An attorney’s lien is not the sole remedy for an attorney who is seeking to collect fees. (DeKing v. Urban Investment & Development Co. (1987), 155 Ill. App. 3d 594, 597, 508 N.E.2d 377, 379.) An attorney who has not perfected a lien is still entitled to recover for his services by suing the client for quantum meruit. (See In re Estate of Callahan (1991), 144 Ill. 2d 32, 38, 578 N.E.2d 985, 987; Rhoades v. Norfolk & Western Ry. Co. (1979), 78 Ill. 2d 217, 230, 399 N.E.2d 969, 975.) In addition, an attorney may sue another attorney to recover a portion of the attorney fees retained from a settlement or judgment based upon an agreement to share the attorney fees. Phillips v. Joyce (1988), 169 Ill. App. 3d 520, 523 N.E.2d 933; Paul v. Neely (1987), 155 Ill. App. 3d 241, 508 N.E.2d 401; Schniederjon v. Krupa (1985), 130 Ill. App. 3d 656, 474 N.E.2d 805.

The facts of Paul v. Neely are somewhat analogous to the facts of the case at hand. In Paul, an attorney was discharged by his client. After the case was later settled, the attorney sued his client’s new attorney for a share of the attorney fees retained from the settlement. The attorney alleged that the client’s new attorney orally agreed to pay him $5,000 plus the costs he expended in representing the client. *762The $5,000 figure was based upon one-third of a $15,000 settlement offer made prior to the attorney’s discharge by the client. On appeal, the court found the attorney could properly recover based upon the oral agreement. The court affirmed a $5,246.95 judgment for the attorney. Paul, 155 Ill. App. 3d at 245, 474 N.E.2d at 404.

Here, Hoeflich was an employee of the law firm and, in that capacity, she was fully aware of the services Quasny received from the law firm. Shortly after leaving the firm, Hoeflich acknowledged in her letter of January 20, 1992, that the law firm was entitled to attorney fees in the event there was a recovery against Gorman. During oral argument, Hoeflich admitted that she wrote the letter before she was retained by Quasny. Consequently, we find Hoeflich’s letter was an acknowledgement of the obligation she owed to her former law firm. The obligation was based upon her prior employment with the law firm and was independent of any obligation that Quasny might owe the law firm. In recognition of this obligation, Hoeflich agreed to pay the law firm one-third of any fee she received or, in the event the law firm rejected this offer, an amount to be determined by the court.
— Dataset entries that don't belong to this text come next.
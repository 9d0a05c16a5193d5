//! Error types for fixture datasets

use std::io;
use thiserror::Error;

use crate::compare::Difference;

/// Result type for fixture operations
pub type Result<T> = std::result::Result<T, Error>;

/// Error type for fixture operations
#[derive(Error, Debug)]
pub enum Error {
    /// A name is already registered (under the active case policy)
    #[error("Duplicate name: {0}")]
    DuplicateName(String),

    /// Table lookup miss
    #[error("No such table: {0}")]
    NoSuchTable(String),

    /// Column lookup miss
    #[error("No such column: {column} (table={table})")]
    NoSuchColumn {
        /// Table that was searched
        table: String,
        /// Column that was not found
        column: String,
    },

    /// Violation of the forward-only / single-pass contract
    #[error("Unsupported operation: {0}")]
    Unsupported(String),

    /// Row index past the known or available extent
    #[error("Row {row} out of bounds (table={table}, rows={available})")]
    RowOutOfBounds {
        /// Table being read
        table: String,
        /// Requested row
        row: usize,
        /// Rows that were available when the read failed
        available: usize,
    },

    /// No foreign-key respecting order exists
    #[error("Cyclic dependency between tables: {}", tables.join(", "))]
    CyclicDependency {
        /// Tables taking part in the cycle, in traversal order
        tables: Vec<String>,
    },

    /// A search callback failed
    #[error("Search failed: {0}")]
    Search(#[source] Box<Error>),

    /// One or many differences surfaced through a failure handler
    #[error("{message}")]
    ComparisonFailure {
        /// Rendered message
        message: String,
        /// Rendered expected side
        expected: String,
        /// Rendered actual side
        actual: String,
        /// Differences that caused the failure (empty for structural failures)
        differences: Vec<Difference>,
    },

    /// A value could not be coerced into a data type
    #[error("Cannot cast '{value}' to {data_type}")]
    TypeCast {
        /// Rendered source value
        value: String,
        /// Target data type name
        data_type: String,
    },

    /// Operation needs a primary key the table does not declare
    #[error("Table {0} has no primary key")]
    NoPrimaryKey(String),

    /// Invalid argument
    #[error("Invalid argument: {0}")]
    InvalidArgument(String),

    /// Invalid configuration
    #[error("Configuration error: {0}")]
    Config(String),

    /// IO error during file operations
    #[error("IO error: {0}")]
    Io(#[from] io::Error),

    /// JSON error
    #[error("JSON error: {0}")]
    Json(#[from] serde_json::Error),

    /// Error raised by an external collaborator (driver, format reader)
    #[error("External error: {0}")]
    External(#[source] Box<dyn std::error::Error + Send + Sync>),
}

impl Error {
    /// Create an unsupported-operation error
    pub fn unsupported(message: impl Into<String>) -> Self {
        Error::Unsupported(message.into())
    }

    /// Create a no-such-column error
    pub fn no_such_column(table: impl Into<String>, column: impl Into<String>) -> Self {
        Error::NoSuchColumn {
            table: table.into(),
            column: column.into(),
        }
    }

    /// Wrap a collaborator failure
    pub fn external<E>(err: E) -> Self
    where
        E: std::error::Error + Send + Sync + 'static,
    {
        Error::External(Box::new(err))
    }

    /// Check whether this is a forward-only contract violation
    pub fn is_unsupported(&self) -> bool {
        matches!(self, Error::Unsupported(_))
    }

    /// Check whether this is an out-of-bounds read
    pub fn is_row_out_of_bounds(&self) -> bool {
        matches!(self, Error::RowOutOfBounds { .. })
    }

    /// Differences carried by a comparison failure
    pub fn differences(&self) -> &[Difference] {
        match self {
            Error::ComparisonFailure { differences, .. } => differences,
            _ => &[],
        }
    }
}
An implied contract is one created by law as a result of the parties’ acts. (Sprowls v. First State Bank (1992), 225 Ill. App. 3d 672, 674, 588 N.E.2d 460, 461.) Implied contracts are sometimes divided into contracts implied in law and those implied in fact. (Sprowls, 225 Ill. App. 3d at 674, 588 N.E.2d at 461.) "A contract implied in fact is one whereby a contractual duty is imposed by reason of a promissory expression which may be inferred from the facts and circumstances and the expressions on the part of the promissor which show an intention to be bound.” Sprowls, 225 Ill. App. 3d at 674, 588 N.E.2d at 461.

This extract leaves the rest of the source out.